**EXERCISE AIM**: Each line in the records below that has the word "other" should be copied.

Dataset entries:
<<<<

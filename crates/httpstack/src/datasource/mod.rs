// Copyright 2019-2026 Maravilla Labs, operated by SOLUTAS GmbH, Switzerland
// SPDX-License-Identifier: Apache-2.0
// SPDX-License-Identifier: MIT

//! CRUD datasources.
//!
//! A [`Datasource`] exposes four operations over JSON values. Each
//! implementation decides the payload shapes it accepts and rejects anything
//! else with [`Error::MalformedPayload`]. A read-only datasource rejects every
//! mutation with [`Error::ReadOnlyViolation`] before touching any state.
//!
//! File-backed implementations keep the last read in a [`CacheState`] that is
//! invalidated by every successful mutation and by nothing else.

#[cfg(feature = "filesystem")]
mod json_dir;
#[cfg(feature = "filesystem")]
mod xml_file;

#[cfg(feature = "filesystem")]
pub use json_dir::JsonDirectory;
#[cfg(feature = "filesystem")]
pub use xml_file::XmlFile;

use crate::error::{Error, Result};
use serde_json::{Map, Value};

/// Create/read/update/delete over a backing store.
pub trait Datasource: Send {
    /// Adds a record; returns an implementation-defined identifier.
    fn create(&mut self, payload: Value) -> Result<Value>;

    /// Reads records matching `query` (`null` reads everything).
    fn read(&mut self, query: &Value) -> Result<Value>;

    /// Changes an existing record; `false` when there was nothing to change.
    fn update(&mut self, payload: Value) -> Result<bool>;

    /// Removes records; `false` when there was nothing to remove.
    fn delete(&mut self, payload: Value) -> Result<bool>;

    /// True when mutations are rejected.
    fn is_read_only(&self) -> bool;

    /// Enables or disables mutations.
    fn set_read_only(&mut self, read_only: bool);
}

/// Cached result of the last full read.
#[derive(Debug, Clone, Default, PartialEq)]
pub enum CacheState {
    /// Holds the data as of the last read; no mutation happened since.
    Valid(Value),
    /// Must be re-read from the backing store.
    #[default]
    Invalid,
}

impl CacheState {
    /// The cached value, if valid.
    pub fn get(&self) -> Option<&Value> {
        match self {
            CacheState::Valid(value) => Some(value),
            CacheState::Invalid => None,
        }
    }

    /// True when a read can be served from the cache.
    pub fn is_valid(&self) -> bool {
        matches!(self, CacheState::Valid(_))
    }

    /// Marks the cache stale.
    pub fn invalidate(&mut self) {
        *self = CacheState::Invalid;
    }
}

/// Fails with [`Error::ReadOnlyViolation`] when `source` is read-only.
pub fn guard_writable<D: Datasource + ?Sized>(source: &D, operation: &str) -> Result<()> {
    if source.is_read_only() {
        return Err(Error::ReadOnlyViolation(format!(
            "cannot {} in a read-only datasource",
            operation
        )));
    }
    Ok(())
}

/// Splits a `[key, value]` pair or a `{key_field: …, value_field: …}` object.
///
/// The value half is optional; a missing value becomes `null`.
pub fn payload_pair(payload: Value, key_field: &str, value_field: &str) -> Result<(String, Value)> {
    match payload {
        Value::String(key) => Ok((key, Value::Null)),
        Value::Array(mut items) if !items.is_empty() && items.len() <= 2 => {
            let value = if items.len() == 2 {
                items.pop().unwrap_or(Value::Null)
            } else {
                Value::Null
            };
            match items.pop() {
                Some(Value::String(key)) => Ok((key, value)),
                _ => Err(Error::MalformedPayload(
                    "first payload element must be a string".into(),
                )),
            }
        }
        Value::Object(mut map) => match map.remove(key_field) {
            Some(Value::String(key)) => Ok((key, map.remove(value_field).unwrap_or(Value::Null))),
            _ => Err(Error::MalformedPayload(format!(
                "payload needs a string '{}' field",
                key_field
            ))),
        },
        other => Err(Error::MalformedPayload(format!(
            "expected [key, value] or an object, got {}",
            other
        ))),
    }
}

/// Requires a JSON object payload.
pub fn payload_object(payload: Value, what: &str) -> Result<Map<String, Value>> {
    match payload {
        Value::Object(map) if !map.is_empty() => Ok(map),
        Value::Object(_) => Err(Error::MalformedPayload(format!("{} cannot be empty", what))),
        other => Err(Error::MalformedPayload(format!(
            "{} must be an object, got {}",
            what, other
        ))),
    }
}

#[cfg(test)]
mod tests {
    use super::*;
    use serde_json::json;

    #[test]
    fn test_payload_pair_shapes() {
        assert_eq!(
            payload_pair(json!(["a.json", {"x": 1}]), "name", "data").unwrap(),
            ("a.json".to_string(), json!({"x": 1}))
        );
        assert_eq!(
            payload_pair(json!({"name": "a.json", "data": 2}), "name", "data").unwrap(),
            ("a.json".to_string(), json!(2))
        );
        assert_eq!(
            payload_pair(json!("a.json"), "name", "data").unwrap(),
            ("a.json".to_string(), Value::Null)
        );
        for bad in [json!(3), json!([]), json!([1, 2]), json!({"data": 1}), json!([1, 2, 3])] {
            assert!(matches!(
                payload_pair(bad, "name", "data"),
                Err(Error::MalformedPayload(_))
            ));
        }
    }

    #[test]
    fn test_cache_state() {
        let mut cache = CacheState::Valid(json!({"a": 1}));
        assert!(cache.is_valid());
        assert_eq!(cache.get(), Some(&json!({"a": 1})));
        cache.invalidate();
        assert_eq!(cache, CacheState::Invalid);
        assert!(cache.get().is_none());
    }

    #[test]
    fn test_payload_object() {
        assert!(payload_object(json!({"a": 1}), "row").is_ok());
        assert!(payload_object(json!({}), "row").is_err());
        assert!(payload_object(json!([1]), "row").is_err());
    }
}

>>>>

**COMPLETED EXERCISE**:
        other => Err(Error::MalformedPayload(format!(
            other
        other => Err(Error::MalformedPayload(format!(
            what, other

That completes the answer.